From the Byzantines to the Normans The sixth century opens the chapter of Byzantine domination, which, however, must deal with the persistent attempts of conquest by the Arabs and Lombards: the latter with their raids manage to diminish the internal unity of the region. The Lombard rule continues at least until the end of the ninth century when Cosenza returned in the sphere of Byzantine sovereignty. The following attestations drive us back to the age of the Normans and the process of conquest of southern Italy by Robert Guiscard. In 1058 Cosenza officially surrenders to the Norman authority.

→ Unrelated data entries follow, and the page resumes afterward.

//! notify-based implementation of the `EventSource` port.
//!
//! One `RecommendedWatcher` per root forwards raw notifications into the
//! tokio side, where [`Normalizer`] turns them into `ChangeEvent`s. A
//! periodic probe notices roots that vanished without an event and
//! re-establishes their watches.

use std::collections::HashMap;
use std::path::{Path, PathBuf};
use std::time::{Duration, Instant};

use notify::event::{CreateKind, ModifyKind, RenameMode};
use notify::{Event, EventKind, RecommendedWatcher, RecursiveMode, Watcher};
use tether_common::{ChangeEvent, ChangeKind, EventId};
use tokio::sync::mpsc;
use tokio::time::MissedTickBehavior;
use tokio_util::sync::CancellationToken;
use tracing::{debug, info, warn};

use crate::application::ports::{EventSource, LocalFs, SourceSignal};
use crate::domain::WatchError;
use crate::domain::config::{WatchRootConfig, WatcherConfig};
use crate::infra::fs::HostFs;

/// Identical `(path, kind)` notifications closer than this are dropped.
const DUPLICATE_WINDOW: Duration = Duration::from_millis(50);

type RawEvent = (usize, notify::Result<Event>);

// ── Normalization ─────────────────────────────────────────────────────────────

/// Maps raw notify events onto created/modified/deleted/moved.
///
/// Rename halves are held for `grace` waiting for their partner; an
/// unpaired `From` becomes `deleted` once the grace expires.
pub struct Normalizer {
    next_id: u64,
    grace: Duration,
    pending_from: HashMap<Option<usize>, (PathBuf, Instant)>,
    recent: HashMap<PathBuf, (ChangeKind, Instant)>,
}

impl Normalizer {
    #[must_use]
    pub fn new(grace: Duration) -> Self {
        Self {
            next_id: 1,
            grace,
            pending_from: HashMap::new(),
            recent: HashMap::new(),
        }
    }

    /// Normalize one raw event. `fs` answers existence and directory queries.
    pub fn normalize(&mut self, event: &Event, now: Instant, fs: &impl LocalFs) -> Vec<ChangeEvent> {
        self.prune_recent(now);
        let mut out = Vec::new();
        match event.kind {
            EventKind::Create(CreateKind::Folder) => {}
            EventKind::Create(_) => {
                for path in &event.paths {
                    if !fs.is_dir(path) {
                        self.emit(&mut out, path, ChangeKind::Created, now);
                    }
                }
            }
            EventKind::Modify(ModifyKind::Name(mode)) => {
                self.rename(&mut out, event, mode, now, fs);
            }
            EventKind::Modify(_) => {
                for path in &event.paths {
                    if !fs.is_dir(path) {
                        self.emit(&mut out, path, ChangeKind::Modified, now);
                    }
                }
            }
            EventKind::Remove(_) => {
                for path in &event.paths {
                    self.emit(&mut out, path, ChangeKind::Deleted, now);
                }
            }
            EventKind::Any | EventKind::Access(_) | EventKind::Other => {}
        }
        out
    }

    fn rename(
        &mut self,
        out: &mut Vec<ChangeEvent>,
        event: &Event,
        mode: RenameMode,
        now: Instant,
        fs: &impl LocalFs,
    ) {
        match mode {
            RenameMode::Both => {
                if let [from, to, ..] = event.paths.as_slice() {
                    self.emit_moved(out, from, to, now, fs);
                }
            }
            RenameMode::From => {
                if let Some(path) = event.paths.first() {
                    // A second untracked `From` flushes the first as deleted.
                    if let Some((stale, _)) = self
                        .pending_from
                        .insert(event.tracker(), (path.clone(), now))
                    {
                        self.emit(out, &stale, ChangeKind::Deleted, now);
                    }
                }
            }
            RenameMode::To => {
                let Some(path) = event.paths.first() else {
                    return;
                };
                match self.pending_from.remove(&event.tracker()) {
                    Some((from, _)) => self.emit_moved(out, &from, path, now, fs),
                    None if !fs.is_dir(path) => {
                        self.emit(out, path, ChangeKind::Created, now);
                    }
                    None => {}
                }
            }
            RenameMode::Any | RenameMode::Other => {
                for path in &event.paths {
                    if !fs.exists(path) {
                        self.emit(out, path, ChangeKind::Deleted, now);
                    } else if !fs.is_dir(path) {
                        self.emit(out, path, ChangeKind::Created, now);
                    }
                }
            }
        }
    }

    /// Flush rename halves whose partner never arrived.
    pub fn expire(&mut self, now: Instant) -> Vec<ChangeEvent> {
        let grace = self.grace;
        let due: Vec<Option<usize>> = self
            .pending_from
            .iter()
            .filter(|(_, (_, at))| now.duration_since(*at) >= grace)
            .map(|(tracker, _)| *tracker)
            .collect();
        let expired: Vec<PathBuf> = due
            .into_iter()
            .filter_map(|tracker| self.pending_from.remove(&tracker))
            .map(|(path, _)| path)
            .collect();
        self.prune_recent(now);

        let mut out = Vec::new();
        for path in expired {
            self.emit(&mut out, &path, ChangeKind::Deleted, now);
        }
        out
    }

    /// Earliest instant at which [`Normalizer::expire`] has work.
    #[must_use]
    pub fn next_deadline(&self) -> Option<Instant> {
        self.pending_from
            .values()
            .map(|(_, at)| *at + self.grace)
            .min()
    }

    /// Forget emissions too old to suppress a duplicate.
    fn prune_recent(&mut self, now: Instant) {
        self.recent
            .retain(|_, (_, at)| now.duration_since(*at) < DUPLICATE_WINDOW);
    }

    fn emit_moved(
        &mut self,
        out: &mut Vec<ChangeEvent>,
        from: &Path,
        to: &Path,
        now: Instant,
        fs: &impl LocalFs,
    ) {
        if from == to || fs.is_dir(to) {
            return;
        }
        self.recent
            .insert(to.to_path_buf(), (ChangeKind::Moved, now));
        out.push(ChangeEvent::moved(self.take_id(), from, to));
    }

    fn emit(&mut self, out: &mut Vec<ChangeEvent>, path: &Path, kind: ChangeKind, now: Instant) {
        if let Some((last, at)) = self.recent.get(path) {
            if *last == kind && now.duration_since(*at) < DUPLICATE_WINDOW {
                return;
            }
        }
        self.recent.insert(path.to_path_buf(), (kind, now));
        out.push(ChangeEvent::new(self.take_id(), path, kind));
    }

    fn take_id(&mut self) -> EventId {
        let id = EventId(self.next_id);
        self.next_id += 1;
        id
    }
}

// ── Event source ──────────────────────────────────────────────────────────────

enum RootState {
    Active(RecommendedWatcher),
    Lost { since: Instant },
}

struct WatchedRoot {
    config: WatchRootConfig,
    state: RootState,
}

/// Watches every configured root until cancelled.
pub struct NotifyEventSource {
    roots: Vec<WatchRootConfig>,
    settings: WatcherConfig,
}

impl NotifyEventSource {
    #[must_use]
    pub fn new(roots: Vec<WatchRootConfig>, settings: WatcherConfig) -> Self {
        Self { roots, settings }
    }
}

fn start_watcher(
    index: usize,
    config: &WatchRootConfig,
    raw_tx: mpsc::UnboundedSender<RawEvent>,
) -> Result<RecommendedWatcher, WatchError> {
    let init_error = |e: notify::Error| WatchError::Init {
        root: config.root.clone(),
        message: e.to_string(),
    };
    let mut watcher = notify::recommended_watcher(move |res| {
        let _ = raw_tx.send((index, res));
    })
    .map_err(init_error)?;
    let mode = if config.recursive {
        RecursiveMode::Recursive
    } else {
        RecursiveMode::NonRecursive
    };
    watcher.watch(&config.root, mode).map_err(init_error)?;
    Ok(watcher)
}

/// Whether `event` reports the root directory itself going away.
fn removes_root(event: &Event, root: &Path, fs: &impl LocalFs) -> bool {
    matches!(
        event.kind,
        EventKind::Remove(_)
            | EventKind::Modify(ModifyKind::Name(RenameMode::From | RenameMode::Any))
    ) && event.paths.iter().any(|p| p == root)
        && !fs.is_dir(root)
}

async fn sleep_until(deadline: Option<Instant>) {
    match deadline {
        Some(at) => tokio::time::sleep_until(tokio::time::Instant::from_std(at)).await,
        None => std::future::pending().await,
    }
}

fn mark_lost(root: &mut WatchedRoot, signals: &mut Vec<SourceSignal>) {
    if matches!(root.state, RootState::Active(_)) {
        warn!(root = %root.config.root.display(), "watch lost");
        root.state = RootState::Lost {
            since: Instant::now(),
        };
        signals.push(SourceSignal::WatchLost {
            root: root.config.root.clone(),
        });
    }
}

impl EventSource for NotifyEventSource {
    async fn run(
        self,
        tx: mpsc::Sender<SourceSignal>,
        cancel: CancellationToken,
    ) -> Result<(), WatchError> {
        let fs = HostFs;
        let retry_interval = Duration::from_millis(self.settings.retry_interval_ms);
        let reappear_timeout = Duration::from_millis(self.settings.reappear_timeout_ms);
        let (raw_tx, mut raw_rx) = mpsc::unbounded_channel::<RawEvent>();

        let mut roots = Vec::with_capacity(self.roots.len());
        for (index, config) in self.roots.into_iter().enumerate() {
            let watcher = start_watcher(index, &config, raw_tx.clone())?;
            info!(root = %config.root.display(), recursive = config.recursive, "watching");
            roots.push(WatchedRoot {
                config,
                state: RootState::Active(watcher),
            });
        }

        let mut normalizer = Normalizer::new(Duration::from_millis(self.settings.rename_grace_ms));
        let mut probe = tokio::time::interval(retry_interval);
        probe.set_missed_tick_behavior(MissedTickBehavior::Delay);

        loop {
            let rename_deadline = normalizer.next_deadline();
            let mut signals = Vec::new();
            tokio::select! {
                () = cancel.cancelled() => return Ok(()),
                Some((index, result)) = raw_rx.recv() => {
                    let Some(root) = roots.get_mut(index) else { continue };
                    if matches!(root.state, RootState::Lost { .. }) {
                        continue;
                    }
                    match result {
                        Ok(event) if removes_root(&event, &root.config.root, &fs) => {
                            mark_lost(root, &mut signals);
                        }
                        Ok(event) => {
                            signals.extend(
                                normalizer
                                    .normalize(&event, Instant::now(), &fs)
                                    .into_iter()
                                    .map(SourceSignal::Change),
                            );
                        }
                        Err(e) => {
                            debug!(root = %root.config.root.display(), error = %e, "notify error");
                            mark_lost(root, &mut signals);
                        }
                    }
                }
                () = sleep_until(rename_deadline) => {
                    signals.extend(
                        normalizer.expire(Instant::now()).into_iter().map(SourceSignal::Change),
                    );
                }
                _ = probe.tick() => {
                    for (index, root) in roots.iter_mut().enumerate() {
                        match root.state {
                            RootState::Active(_) => {
                                if !fs.is_dir(&root.config.root) {
                                    mark_lost(root, &mut signals);
                                }
                            }
                            RootState::Lost { since } => {
                                if fs.is_dir(&root.config.root) {
                                    match start_watcher(index, &root.config, raw_tx.clone()) {
                                        Ok(watcher) => {
                                            info!(root = %root.config.root.display(), "watch restored");
                                            root.state = RootState::Active(watcher);
                                            signals.push(SourceSignal::WatchRestored {
                                                root: root.config.root.clone(),
                                            });
                                            continue;
                                        }
                                        Err(e) => debug!(error = %e, "re-watch failed"),
                                    }
                                }
                                if since.elapsed() >= reappear_timeout {
                                    return Err(WatchError::RootVanished {
                                        root: root.config.root.clone(),
                                        seconds: reappear_timeout.as_secs(),
                                    });
                                }
                            }
                        }
                    }
                }
            }

            for signal in signals {
                if tx.send(signal).await.is_err() {
                    return Ok(());
                }
            }
        }
    }
}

Henry VII, the gift of Frederick to Cosenza In 1130 with the creation of the kingdom of Sicily the Swabian domination begins and the figure of Frederick II is associated with major events such as the completion of the Cathedral and its consecration which took place on 30th January 1222, with the donation of the precious reliquary commissioned to Sicilian goldsmiths. The sign of the bond that had been established between the emperor Frederick II and the city is expressed in the choice to store the corpse of the eldest son Henry VII in the just consecrated Cathedral, in a Greek marble sarcophagus decorated in relief with scenes of Calydonian Hunt. After Manfredi’s unsuccessful attempts to hold the fate of the kingdom inherited from his father, the Swabians succedeed to the Angevins, led by Charles of Anjou. The following century saw the advent of the Aragonese dynasty, which concludes the medieval period.